5 stillewaters { 05.30.11 at 8:45 am }

” …. Some foods , like unripe bananas , raw potatoes , plantains , … have a type of starch which our digestive enzymes can’t break down … ”

Resistant starch RS , is starch that is not digested in the small intestine , but is fermented in the bowel

The other types of starch are RDS ( rapid digestible starch ) and SDS ( slow digestible starch )

RS is supposed to have some additional health benefits :

- improved glucose tolerance next day
- better mineral absorption of minerals , especially calcium and magnesium
- promotes “good” bacteria in bowel and supresses ” bad” bacteria
in bowel
- some protection against coloncancer

More info and health-benefits on one of the many google-links :

http://lowcarbdiets.about.com/od/nutrition/a/resistantstarch.htm

http://www.healthyeatingclub.org/info/articles/nutrients/resisstarch.htm

Hope the links are without spelling mistakes :-))
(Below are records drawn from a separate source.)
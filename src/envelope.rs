//! Response envelopes for the two API dialects.
//!
//! The v1 dialect wraps every payload in `{status, data, meta.pagination}`
//! and a missing pagination block is an error even on success; the v2
//! dialect returns the payload as the bare body. The two are deliberately
//! separate code paths: neither ever infers the other from payload shape.

use serde_json::Value;

use crate::error::{Error, Result};
use crate::json;
use crate::transport::HttpResponse;

/// v1 list pagination metadata.
#[derive(Debug, Clone, Copy, PartialEq, Eq)]
pub struct Pagination {
    pub total_pages: u64,
    pub page: u64,
    pub per_page: u64,
    pub total_entries: u64,
}

impl Pagination {
    pub(crate) fn from_json(path: &str, value: &Value) -> Result<Self> {
        let obj = json::as_object(path, value)?;
        Ok(Self {
            total_pages: json::req_u64(obj, path, "totalPages")?,
            page: json::req_u64(obj, path, "page")?,
            per_page: json::req_u64(obj, path, "perPage")?,
            total_entries: json::req_u64(obj, path, "totalEntries")?,
        })
    }
}

/// A validated v1 response envelope.
#[derive(Debug, Clone)]
pub struct Envelope {
    http_code: u16,
    data: Value,
    pagination: Pagination,
}

impl Envelope {
    /// Validates a raw v1 response.
    ///
    /// Success requires an HTTP 2xx code AND `status == "success"` in the
    /// body; the `status` literal overrides the HTTP code, so a 200 with
    /// `status: "fail"` is still a failure. A successful response must
    /// also carry the `meta.pagination` block.
    pub fn parse(res: &HttpResponse) -> Result<Self> {
        let status = res.payload.get("status").and_then(Value::as_str);
        if status != Some("success") || !res.is_success_code() {
            return Err(v1_failure(res, status));
        }

        let pagination_value = res
            .payload
            .pointer("/meta/pagination")
            .ok_or_else(|| Error::missing("meta.pagination"))?;
        let pagination = Pagination::from_json("meta.pagination", pagination_value)?;

        Ok(Self {
            http_code: res.http_code,
            data: res.payload.get("data").cloned().unwrap_or(Value::Null),
            pagination,
        })
    }

    /// Accepts a delete-style v1 success that carries no parseable body.
    pub fn expect_no_content(res: &HttpResponse) -> Result<()> {
        if res.is_success_code() {
            Ok(())
        } else {
            Err(v1_failure(res, res.payload.get("status").and_then(Value::as_str)))
        }
    }

    /// The extracted `data` payload.
    pub fn data(&self) -> &Value {
        &self.data
    }

    pub fn pagination(&self) -> Pagination {
        self.pagination
    }

    pub fn http_code(&self) -> u16 {
        self.http_code
    }
}

fn v1_failure(res: &HttpResponse, status: Option<&str>) -> Error {
    let msg = res.payload.get("message").and_then(Value::as_str);
    let detail = res
        .payload
        .pointer("/diagnostic/msg")
        .and_then(Value::as_str)
        .or_else(|| res.payload.pointer("/diagnostic/details/msg").and_then(Value::as_str));

    let message = match (msg, detail) {
        (Some(msg), Some(detail)) => format!("[{}]: {}", msg, detail),
        (Some(msg), None) => msg.to_string(),
        _ => format!(
            "API call not successful, unknown error, status \"{}\"",
            status.unwrap_or("")
        ),
    };

    Error::Api {
        http_code: res.http_code,
        message,
    }
}

/// Unwraps a v2 response, whose body is the payload itself.
pub fn unwrap_v2(res: &HttpResponse) -> Result<Value> {
    if !res.is_success_code() {
        return Err(v2_failure(res));
    }
    Ok(res.payload.clone())
}

/// Accepts a v2 success with no content (delete, change-passphrase).
pub fn expect_no_content_v2(res: &HttpResponse) -> Result<()> {
    if res.is_success_code() {
        Ok(())
    } else {
        Err(v2_failure(res))
    }
}

fn v2_failure(res: &HttpResponse) -> Error {
    let msg = res
        .payload
        .get("message")
        .and_then(Value::as_str)
        .unwrap_or("unknown node error");
    let message = match res.payload.get("code").and_then(Value::as_str) {
        Some(code) => format!("{} ({})", msg, code),
        None => msg.to_string(),
    };
    Error::Api {
        http_code: res.http_code,
        message,
    }
}

#[cfg(test)]
mod tests {
    use super::*;
    use serde_json::json;

    fn response(http_code: u16, payload: Value) -> HttpResponse {
        HttpResponse {
            http_code,
            payload,
            headers: None,
            raw_body: None,
        }
    }

    fn success_body(data: Value) -> Value {
        json!({
            "status": "success",
            "data": data,
            "meta": {"pagination": {"totalPages": 1, "page": 1, "perPage": 10, "totalEntries": 1}}
        })
    }

    #[test]
    fn test_v1_success() {
        let env = Envelope::parse(&response(200, success_body(json!([1, 2])))).unwrap();
        assert_eq!(env.data(), &json!([1, 2]));
        assert_eq!(env.pagination().total_entries, 1);
        assert_eq!(env.http_code(), 200);
    }

    #[test]
    fn test_v1_status_literal_overrides_http_code() {
        let err =
            Envelope::parse(&response(200, json!({"status": "fail", "message": "x"}))).unwrap_err();
        match err {
            Error::Api { http_code, message } => {
                assert_eq!(http_code, 200);
                assert_eq!(message, "x");
            }
            other => panic!("expected Api error, got {:?}", other),
        }
    }

    #[test]
    fn test_v1_http_failure_despite_success_status() {
        let err = Envelope::parse(&response(500, success_body(json!(null)))).unwrap_err();
        assert!(matches!(err, Error::Api { http_code: 500, .. }));
    }

    #[test]
    fn test_v1_diagnostic_detail() {
        let body = json!({
            "status": "error",
            "message": "ValidationError",
            "diagnostic": {"msg": "wallet not found"}
        });
        let err = Envelope::parse(&response(404, body)).unwrap_err();
        assert!(err.to_string().contains("[ValidationError]: wallet not found"));
    }

    #[test]
    fn test_v1_missing_pagination_is_error() {
        let body = json!({"status": "success", "data": []});
        let err = Envelope::parse(&response(200, body)).unwrap_err();
        assert!(matches!(err, Error::MissingField(ref f) if f == "meta.pagination"));
    }

    #[test]
    fn test_v1_negative_pagination_rejected() {
        let body = json!({
            "status": "success",
            "data": [],
            "meta": {"pagination": {"totalPages": 1, "page": -2, "perPage": 10, "totalEntries": 0}}
        });
        let err = Envelope::parse(&response(200, body)).unwrap_err();
        assert!(err.to_string().contains("meta.pagination.page"));
    }

    #[test]
    fn test_v2_no_content() {
        assert!(expect_no_content_v2(&response(204, Value::Null)).is_ok());
        assert!(expect_no_content_v2(&response(404, Value::Null)).is_err());
    }

    #[test]
    fn test_v2_error_appends_code() {
        let err = unwrap_v2(&response(
            403,
            json!({"message": "passphrase is wrong", "code": "wrong_encryption_passphrase"}),
        ))
        .unwrap_err();
        assert!(err
            .to_string()
            .contains("passphrase is wrong (wrong_encryption_passphrase)"));
    }

    #[test]
    fn test_v2_success_passthrough() {
        let body = json!({"id": "x"});
        assert_eq!(unwrap_v2(&response(200, body.clone())).unwrap(), body);
    }
}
6 CanCan { 06.11.11 at 1:43 am }

I generally follow this plan except I try to eat more vegetables at lunch…is there a reason for ordering it this way, for not having the grains at one of the other meals? I just eat raw at lunch b/c I pack lunch for work, but if I was home I might prefer to have my grain then.

Swayze Reply:

For digestion’s sake, it’s better to have fruit earlier in the day and then your cooked meal in the evening. But as long as you’re keeping you cooked starch meal simple without extra fat, condiments, etc., you should be fine having it for lunch.